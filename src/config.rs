//! Configuration module for ignorepick
//!
//! Settings are resolved once at startup and passed explicitly to the
//! collaborators that need them. Sources, lowest priority first:
//!
//! 1. built-in defaults
//! 2. `config.toml` in the user's config directory
//!    (`~/.config/ignorepick/config.toml` on Linux), if present
//! 3. `IGNOREPICK_*` environment variables (e.g. `IGNOREPICK_REPO_DIR`)
//! 4. command-line flags, applied with [`AppConfig::with_overrides`]
//!
//! The file is only ever read; ignorepick does not write configuration.

use config::{Config, ConfigError, Environment, File, FileFormat};
use serde::{Deserialize, Serialize};
use std::path::{Path, PathBuf};

/// Reference repository cloned on first use
pub const DEFAULT_REPO_URL: &str = "https://github.com/github/gitignore.git";

/// Template file name glob
pub const DEFAULT_PATTERN: &str = "*.gitignore";

/// Prefix for environment variable overrides
pub const ENV_PREFIX: &str = "IGNOREPICK";

/// Application configuration structure
#[derive(Debug, Serialize, Deserialize, Clone, PartialEq, Eq)]
pub struct AppConfig {
    /// Git URL of the template repository
    pub repo_url: String,

    /// Local clone of the template repository
    pub repo_dir: PathBuf,

    /// Glob matched against file names inside `repo_dir`
    pub pattern: String,

    /// Suppress informational output by default
    #[serde(default)]
    pub quiet: bool,
}

/// Values given on the command line; `None` keeps the loaded setting
#[derive(Debug, Clone, Default, PartialEq, Eq)]
pub struct Overrides {
    pub repo_url: Option<String>,
    pub repo_dir: Option<PathBuf>,
    pub pattern: Option<String>,
    pub quiet: bool,
}

impl AppConfig {
    /// Get the path to the config file
    ///
    /// # Errors
    ///
    /// Returns `ConfigError` if the system config directory cannot be determined.
    pub fn config_path() -> Result<PathBuf, ConfigError> {
        let config_dir = dirs::config_dir().ok_or_else(|| {
            ConfigError::Message("Could not determine config directory".to_string())
        })?;

        Ok(config_dir.join("ignorepick").join("config.toml"))
    }

    /// Default clone location: `~/gitignore`
    ///
    /// # Errors
    ///
    /// Returns `ConfigError` if the home directory cannot be determined.
    pub fn default_repo_dir() -> Result<PathBuf, ConfigError> {
        dirs::home_dir()
            .map(|home| home.join("gitignore"))
            .ok_or_else(|| ConfigError::Message("Could not determine home directory".to_string()))
    }

    /// Load configuration from defaults, the config file and the environment
    ///
    /// # Errors
    ///
    /// Returns `ConfigError` if a source cannot be read or holds invalid values.
    pub fn load() -> Result<Self, ConfigError> {
        let config_path = Self::config_path()?;
        Self::load_from(Some(&config_path), Environment::with_prefix(ENV_PREFIX))
    }

    /// Load configuration from an explicit file and environment source
    ///
    /// A missing file is not an error.
    ///
    /// # Errors
    ///
    /// Returns `ConfigError` if a source cannot be read or holds invalid values.
    pub fn load_from(file: Option<&Path>, env: Environment) -> Result<Self, ConfigError> {
        let default_repo_dir = Self::default_repo_dir()?;

        let mut builder = Config::builder()
            .set_default("repo_url", DEFAULT_REPO_URL)?
            .set_default("repo_dir", default_repo_dir.to_string_lossy().into_owned())?
            .set_default("pattern", DEFAULT_PATTERN)?
            .set_default("quiet", false)?;

        if let Some(path) = file {
            builder = builder.add_source(
                File::from(path)
                    .format(FileFormat::Toml)
                    .required(false),
            );
        }

        builder.add_source(env).build()?.try_deserialize()
    }

    /// Apply command-line values on top of the loaded settings
    #[must_use]
    pub fn with_overrides(mut self, overrides: Overrides) -> Self {
        if let Some(url) = overrides.repo_url {
            self.repo_url = url;
        }
        if let Some(dir) = overrides.repo_dir {
            self.repo_dir = dir;
        }
        if let Some(pattern) = overrides.pattern {
            self.pattern = pattern;
        }
        self.quiet = self.quiet || overrides.quiet;
        self
    }
}

#[cfg(test)]
mod tests {
    use super::*;
    use std::fs;

    fn no_env() -> Environment {
        Environment::with_prefix(ENV_PREFIX).source(Some(config::Map::new()))
    }

    fn env(vars: &[(&str, &str)]) -> Environment {
        let map = vars
            .iter()
            .map(|(k, v)| ((*k).to_string(), (*v).to_string()))
            .collect();
        Environment::with_prefix(ENV_PREFIX).source(Some(map))
    }

    #[test]
    fn test_defaults() {
        let config = AppConfig::load_from(None, no_env()).unwrap();

        assert_eq!(config.repo_url, DEFAULT_REPO_URL);
        assert_eq!(config.repo_dir, AppConfig::default_repo_dir().unwrap());
        assert_eq!(config.pattern, DEFAULT_PATTERN);
        assert!(!config.quiet);
    }

    #[test]
    fn test_missing_file_is_ignored() {
        let dir = tempfile::tempdir().unwrap();
        let path = dir.path().join("absent.toml");

        let config = AppConfig::load_from(Some(&path), no_env()).unwrap();
        assert_eq!(config.pattern, DEFAULT_PATTERN);
    }

    #[test]
    fn test_file_overrides_defaults() {
        let dir = tempfile::tempdir().unwrap();
        let path = dir.path().join("config.toml");
        fs::write(&path, "repo_dir = \"/srv/templates\"\nquiet = true\n").unwrap();

        let config = AppConfig::load_from(Some(&path), no_env()).unwrap();
        assert_eq!(config.repo_dir, PathBuf::from("/srv/templates"));
        assert!(config.quiet);
        assert_eq!(config.repo_url, DEFAULT_REPO_URL);
    }

    #[test]
    fn test_env_overrides_file() {
        let dir = tempfile::tempdir().unwrap();
        let path = dir.path().join("config.toml");
        fs::write(&path, "pattern = \"*.ignore\"\n").unwrap();

        let config = AppConfig::load_from(
            Some(&path),
            env(&[
                ("IGNOREPICK_PATTERN", "*.txt"),
                ("IGNOREPICK_REPO_URL", "https://example.com/t.git"),
            ]),
        )
        .unwrap();

        assert_eq!(config.pattern, "*.txt");
        assert_eq!(config.repo_url, "https://example.com/t.git");
    }

    #[test]
    fn test_invalid_file_is_an_error() {
        let dir = tempfile::tempdir().unwrap();
        let path = dir.path().join("config.toml");
        fs::write(&path, "repo_dir = [").unwrap();

        assert!(AppConfig::load_from(Some(&path), no_env()).is_err());
    }

    #[test]
    fn test_cli_overrides() {
        let config = AppConfig::load_from(None, no_env()).unwrap();

        let config = config.with_overrides(Overrides {
            repo_dir: Some(PathBuf::from("/tmp/gi")),
            quiet: true,
            ..Overrides::default()
        });

        assert_eq!(config.repo_dir, PathBuf::from("/tmp/gi"));
        assert_eq!(config.pattern, DEFAULT_PATTERN);
        assert!(config.quiet);
    }
}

_ _ _ _ _

To do
Produce the lines from the top of the listing through the "not write configuration." line exactly as they appear, with no additional output.

Output of the exercise
filename src/config.rs
//! Configuration module for ignorepick
//!
//! Settings are resolved once at startup and passed explicitly to the
//! collaborators that need them. Sources, lowest priority first:
//!
//! 1. built-in defaults
//! 2. `config.toml` in the user's config directory
//!    (`~/.config/ignorepick/config.toml` on Linux), if present
//! 3. `IGNOREPICK_*` environment variables (e.g. `IGNOREPICK_REPO_DIR`)
//! 4. command-line flags, applied with [`AppConfig::with_overrides`]
//!
//! The file is only ever read; ignorepick does not write configuration.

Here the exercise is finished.